Following the departure of the CEO from the meeting and further discussion, the Committee accepted the CEOs recommendations. In light of the CEOs strong management performance over the past year, his overall compensation level, and the size of the other executive awards, the Committee increased his award by 10%. All awards were made in shares of Company stock based on the closing price on the NASDAQ Global Select Market on October 26. The share awards are subject to divestiture ratably over a three year period, if the employee leaves the Company during the term. For one European employee, the award is paid pursuant to a performance share agreement whereby a cash payment is made on each of the three anniversaries of the grant date equal to the closing bid price of the stock on that date multiplied by the number of shares vesting on such date. Included in the total award of 45,950 shares were 8,250 shares to Allen J. Carlson, CEO, and 3,900 shares each to Tricia Fulton, CFO and Tim Twitty, Officer.

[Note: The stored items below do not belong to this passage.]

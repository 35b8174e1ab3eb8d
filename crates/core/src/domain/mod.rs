pub mod enrichment;
pub mod intent;
pub mod plan;
pub mod stage;
pub mod venue;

At its regular meeting on December 3, 2010, the Committee discussed with the CEO his recommendations for new annual salaries for the executive officers. He also presented in writing his multi-year plan for bringing the compensation of the Companys named executive officers more in line with one another as requested by the Committee in September. The CEO explained his plan for February 2011 catch-up increases for members of the leadership team averaging approximately 9% (excluding increases for certain named executive officers). After further discussion, the Committee approved compensation adjustments, effective February 11, 2011, for Allen J. Carlson, CEO (to $402,500), Tricia Fulton, CFO ($170,000), and Tim Twitty, Officer ($172,000).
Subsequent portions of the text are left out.